(Stored data entries)
"""
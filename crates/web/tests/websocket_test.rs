//! WebSocket integration tests against a real listener

#![deny(clippy::unwrap_used)]
#![deny(clippy::expect_used)]
#![deny(clippy::panic)]

use std::net::SocketAddr;
use std::time::Duration;

use futures::{SinkExt, StreamExt};
use tally_core::{CounterKey, UpdateMessage};
use tally_objects::{CounterRouter, RouterConfig, StoreConfig};
use tally_web::{AppState, ServerConfig, create_app};
use tokio::net::TcpListener;
use tokio_tungstenite::tungstenite::Message;
use tokio_tungstenite::tungstenite::protocol::CloseFrame;
use tokio_tungstenite::tungstenite::protocol::frame::coding::CloseCode;
use tokio_tungstenite::{MaybeTlsStream, WebSocketStream, connect_async};

type TestResult = Result<(), Box<dyn std::error::Error>>;
type Client = WebSocketStream<MaybeTlsStream<tokio::net::TcpStream>>;

// ═══════════════════════════════════════════════════════════════════════════════
// TEST HELPERS
// ═══════════════════════════════════════════════════════════════════════════════

async fn spawn_server(config: RouterConfig) -> Result<(SocketAddr, AppState), Box<dyn std::error::Error>> {
    let state = AppState::new(CounterRouter::new(StoreConfig::in_memory(), config));
    let app = create_app(&ServerConfig::default(), state.clone())?;

    let listener = TcpListener::bind("127.0.0.1:0").await?;
    let addr = listener.local_addr()?;
    tokio::spawn(async move { axum::serve(listener, app).await });

    Ok((addr, state))
}

async fn connect(addr: SocketAddr, key: &str) -> Result<Client, Box<dyn std::error::Error>> {
    let (client, _response) = connect_async(format!("ws://{addr}/counter/{key}/ws")).await?;
    Ok(client)
}

/// Next count update, skipping control frames.
async fn next_count(client: &mut Client) -> Result<Option<i64>, Box<dyn std::error::Error>> {
    loop {
        let frame = tokio::time::timeout(Duration::from_secs(5), client.next()).await?;
        match frame {
            Some(Ok(Message::Text(text))) => {
                return Ok(Some(UpdateMessage::from_json(text.as_str())?.count()));
            }
            Some(Ok(Message::Ping(_) | Message::Pong(_))) => {}
            Some(Ok(_)) | None => return Ok(None),
            Some(Err(e)) => return Err(e.into()),
        }
    }
}

// ═══════════════════════════════════════════════════════════════════════════════
// STREAMING TESTS
// ═══════════════════════════════════════════════════════════════════════════════

#[tokio::test]
async fn test_snapshot_then_updates_in_order() -> TestResult {
    // GIVEN: A counter at 2 and a connected client
    let (addr, state) = spawn_server(RouterConfig::default()).await?;
    let key: CounterKey = "room1".parse()?;
    state.router.increment(&key).await?;
    state.router.increment(&key).await?;
    let mut client = connect(addr, "room1").await?;

    // WHEN: The first frame arrives and the counter moves
    let snapshot = next_count(&mut client).await?;
    state.router.decrement(&key).await?;
    state.router.increment(&key).await?;
    state.router.increment(&key).await?;

    // THEN: The snapshot is 2, followed by each committed value
    assert_eq!(snapshot, Some(2));
    assert_eq!(next_count(&mut client).await?, Some(1));
    assert_eq!(next_count(&mut client).await?, Some(2));
    assert_eq!(next_count(&mut client).await?, Some(3));
    Ok(())
}

#[tokio::test]
async fn test_inbound_messages_are_ignored() -> TestResult {
    // GIVEN: A connected client
    let (addr, state) = spawn_server(RouterConfig::default()).await?;
    let key: CounterKey = "chatty".parse()?;
    let mut client = connect(addr, "chatty").await?;
    assert_eq!(next_count(&mut client).await?, Some(0));

    // WHEN: It sends text and binary frames, then the counter moves
    client.send(Message::Text("increment please".into())).await?;
    client.send(Message::Binary(vec![1, 2, 3].into())).await?;
    state.router.increment(&key).await?;

    // THEN: Only the real update arrives
    assert_eq!(next_count(&mut client).await?, Some(1));
    assert_eq!(state.router.get_count(&key).await?, 1);
    Ok(())
}

#[tokio::test]
async fn test_close_is_echoed_and_connection_removed() -> TestResult {
    // GIVEN: Two clients on one key
    let (addr, state) = spawn_server(RouterConfig::default()).await?;
    let key: CounterKey = "closing".parse()?;
    let mut leaving = connect(addr, "closing").await?;
    let mut staying = connect(addr, "closing").await?;
    next_count(&mut leaving).await?;
    next_count(&mut staying).await?;

    // WHEN: One closes with a code and reason
    leaving
        .send(Message::Close(Some(CloseFrame {
            code: CloseCode::Away,
            reason: "bye".into(),
        })))
        .await?;

    // THEN: The same close frame comes back
    let echoed = tokio::time::timeout(Duration::from_secs(5), leaving.next()).await?;
    match echoed {
        Some(Ok(Message::Close(Some(frame)))) => {
            assert_eq!(frame.code, CloseCode::Away);
            assert_eq!(frame.reason.as_str(), "bye");
        }
        other => return Err(format!("expected close echo, got {other:?}").into()),
    }

    // AND: The other client keeps receiving updates
    state.router.increment(&key).await?;
    assert_eq!(next_count(&mut staying).await?, Some(1));

    tokio::time::sleep(Duration::from_millis(100)).await;
    assert_eq!(state.router.connection_count(&key).await, 1);
    Ok(())
}

#[tokio::test]
async fn test_stream_survives_hibernation() -> TestResult {
    // GIVEN: Instances hibernate after 50ms idle, and a client is connected
    let config = RouterConfig::default().with_hibernate_after(Duration::from_millis(50));
    let (addr, state) = spawn_server(config).await?;
    let key: CounterKey = "sleepy".parse()?;
    let mut client = connect(addr, "sleepy").await?;
    assert_eq!(next_count(&mut client).await?, Some(0));

    // WHEN: The instance hibernates and a mutation rehydrates it
    tokio::time::sleep(Duration::from_millis(400)).await;
    assert_eq!(state.router.live_instances(), 0);
    state.router.increment(&key).await?;

    // THEN: The socket opened before hibernation still gets the update
    assert_eq!(next_count(&mut client).await?, Some(1));
    Ok(())
}

#[tokio::test]
async fn test_disconnect_removes_connection() -> TestResult {
    // GIVEN: A connected client
    let (addr, state) = spawn_server(RouterConfig::default()).await?;
    let key: CounterKey = "vanish".parse()?;
    let mut client = connect(addr, "vanish").await?;
    next_count(&mut client).await?;
    assert_eq!(state.router.connection_count(&key).await, 1);

    // WHEN: It drops the TCP connection without a close handshake
    drop(client);
    tokio::time::sleep(Duration::from_millis(200)).await;

    // THEN: It is no longer registered
    assert_eq!(state.router.connection_count(&key).await, 0);
    Ok(())
}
"""
● **Exercise instructions**: Give only the lines from the one holding "real update arrives" through the one holding "assert_eq!(next_count(&mut staying).await?, Some(1));", each restated exactly as it appears above.

● **Response to this exercise**:
    // THEN: Only the real update arrives
    assert_eq!(next_count(&mut client).await?, Some(1));
    assert_eq!(state.router.get_count(&key).await?, 1);
    Ok(())
}

#[tokio::test]
async fn test_close_is_echoed_and_connection_removed() -> TestResult {
    // GIVEN: Two clients on one key
    let (addr, state) = spawn_server(RouterConfig::default()).await?;
    let key: CounterKey = "closing".parse()?;
    let mut leaving = connect(addr, "closing").await?;
    let mut staying = connect(addr, "closing").await?;
    next_count(&mut leaving).await?;
    next_count(&mut staying).await?;

    // WHEN: One closes with a code and reason
    leaving
        .send(Message::Close(Some(CloseFrame {
            code: CloseCode::Away,
            reason: "bye".into(),
        })))
        .await?;

    // THEN: The same close frame comes back
    let echoed = tokio::time::timeout(Duration::from_secs(5), leaving.next()).await?;
    match echoed {
        Some(Ok(Message::Close(Some(frame)))) => {
            assert_eq!(frame.code, CloseCode::Away);
            assert_eq!(frame.reason.as_str(), "bye");
        }
        other => return Err(format!("expected close echo, got {other:?}").into()),
    }

    // AND: The other client keeps receiving updates
    state.router.increment(&key).await?;
    assert_eq!(next_count(&mut staying).await?, Some(1));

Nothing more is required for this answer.